## WHAT TO WORK ON:
Scan the entries below and return each line that contains "failed".

- - -

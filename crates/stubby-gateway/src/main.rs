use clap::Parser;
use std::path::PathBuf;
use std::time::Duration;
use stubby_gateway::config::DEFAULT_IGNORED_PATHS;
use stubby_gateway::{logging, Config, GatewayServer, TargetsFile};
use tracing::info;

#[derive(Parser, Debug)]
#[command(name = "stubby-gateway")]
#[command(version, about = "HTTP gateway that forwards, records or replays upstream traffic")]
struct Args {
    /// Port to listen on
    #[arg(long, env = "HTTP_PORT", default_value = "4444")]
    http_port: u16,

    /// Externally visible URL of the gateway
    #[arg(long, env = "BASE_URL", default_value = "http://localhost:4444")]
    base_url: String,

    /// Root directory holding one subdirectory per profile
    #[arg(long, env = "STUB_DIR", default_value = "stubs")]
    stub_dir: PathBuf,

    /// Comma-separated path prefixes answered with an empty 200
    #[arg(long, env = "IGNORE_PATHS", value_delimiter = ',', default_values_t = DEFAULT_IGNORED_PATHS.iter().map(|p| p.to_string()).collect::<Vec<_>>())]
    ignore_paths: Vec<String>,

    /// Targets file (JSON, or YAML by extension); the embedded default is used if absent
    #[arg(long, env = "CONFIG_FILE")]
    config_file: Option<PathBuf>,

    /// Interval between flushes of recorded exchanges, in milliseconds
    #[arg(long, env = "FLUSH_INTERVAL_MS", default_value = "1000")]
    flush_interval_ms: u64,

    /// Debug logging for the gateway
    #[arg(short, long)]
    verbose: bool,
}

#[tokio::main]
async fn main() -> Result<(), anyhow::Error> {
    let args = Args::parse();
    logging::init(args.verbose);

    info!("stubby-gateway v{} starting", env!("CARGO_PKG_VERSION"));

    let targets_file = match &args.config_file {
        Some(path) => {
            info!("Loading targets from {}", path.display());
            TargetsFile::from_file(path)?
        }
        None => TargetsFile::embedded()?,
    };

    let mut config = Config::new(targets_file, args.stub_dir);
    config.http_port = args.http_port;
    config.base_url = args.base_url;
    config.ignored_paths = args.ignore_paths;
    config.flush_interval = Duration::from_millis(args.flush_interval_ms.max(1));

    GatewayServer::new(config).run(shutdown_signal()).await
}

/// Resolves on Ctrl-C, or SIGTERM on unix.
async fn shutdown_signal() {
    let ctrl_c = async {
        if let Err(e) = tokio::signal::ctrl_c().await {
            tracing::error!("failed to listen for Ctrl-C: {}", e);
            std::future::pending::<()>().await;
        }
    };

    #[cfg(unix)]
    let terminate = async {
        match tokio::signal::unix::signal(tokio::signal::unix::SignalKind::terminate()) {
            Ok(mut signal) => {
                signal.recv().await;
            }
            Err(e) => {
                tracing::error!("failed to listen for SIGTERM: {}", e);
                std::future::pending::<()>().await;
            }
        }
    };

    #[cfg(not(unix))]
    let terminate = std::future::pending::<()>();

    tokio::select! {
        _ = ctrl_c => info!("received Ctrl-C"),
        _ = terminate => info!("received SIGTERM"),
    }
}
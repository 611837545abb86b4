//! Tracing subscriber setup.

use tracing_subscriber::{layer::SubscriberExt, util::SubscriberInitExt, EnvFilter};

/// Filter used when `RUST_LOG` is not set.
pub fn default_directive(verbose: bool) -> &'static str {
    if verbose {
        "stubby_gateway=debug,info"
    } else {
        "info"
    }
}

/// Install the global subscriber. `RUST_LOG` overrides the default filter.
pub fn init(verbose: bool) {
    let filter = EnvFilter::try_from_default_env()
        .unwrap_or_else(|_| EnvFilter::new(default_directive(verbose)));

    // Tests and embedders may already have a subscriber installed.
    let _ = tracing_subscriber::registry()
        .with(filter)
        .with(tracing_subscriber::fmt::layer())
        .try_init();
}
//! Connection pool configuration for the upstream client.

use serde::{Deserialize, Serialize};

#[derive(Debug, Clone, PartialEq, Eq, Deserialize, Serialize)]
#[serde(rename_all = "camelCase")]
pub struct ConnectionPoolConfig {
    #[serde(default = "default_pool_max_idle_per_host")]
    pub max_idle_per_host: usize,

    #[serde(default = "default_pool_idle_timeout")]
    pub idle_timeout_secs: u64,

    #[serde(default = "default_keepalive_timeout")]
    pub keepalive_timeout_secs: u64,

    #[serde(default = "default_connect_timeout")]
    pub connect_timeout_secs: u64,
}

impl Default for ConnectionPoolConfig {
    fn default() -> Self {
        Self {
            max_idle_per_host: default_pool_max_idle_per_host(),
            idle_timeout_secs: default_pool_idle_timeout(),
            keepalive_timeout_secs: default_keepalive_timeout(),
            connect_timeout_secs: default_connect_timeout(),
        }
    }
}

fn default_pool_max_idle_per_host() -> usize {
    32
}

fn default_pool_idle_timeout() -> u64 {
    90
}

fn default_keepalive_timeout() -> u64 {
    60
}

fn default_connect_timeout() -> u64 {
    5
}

- - -

## PROBLEM SOLUTION:
            tracing::error!("failed to listen for Ctrl-C: {}", e);
                tracing::error!("failed to listen for SIGTERM: {}", e);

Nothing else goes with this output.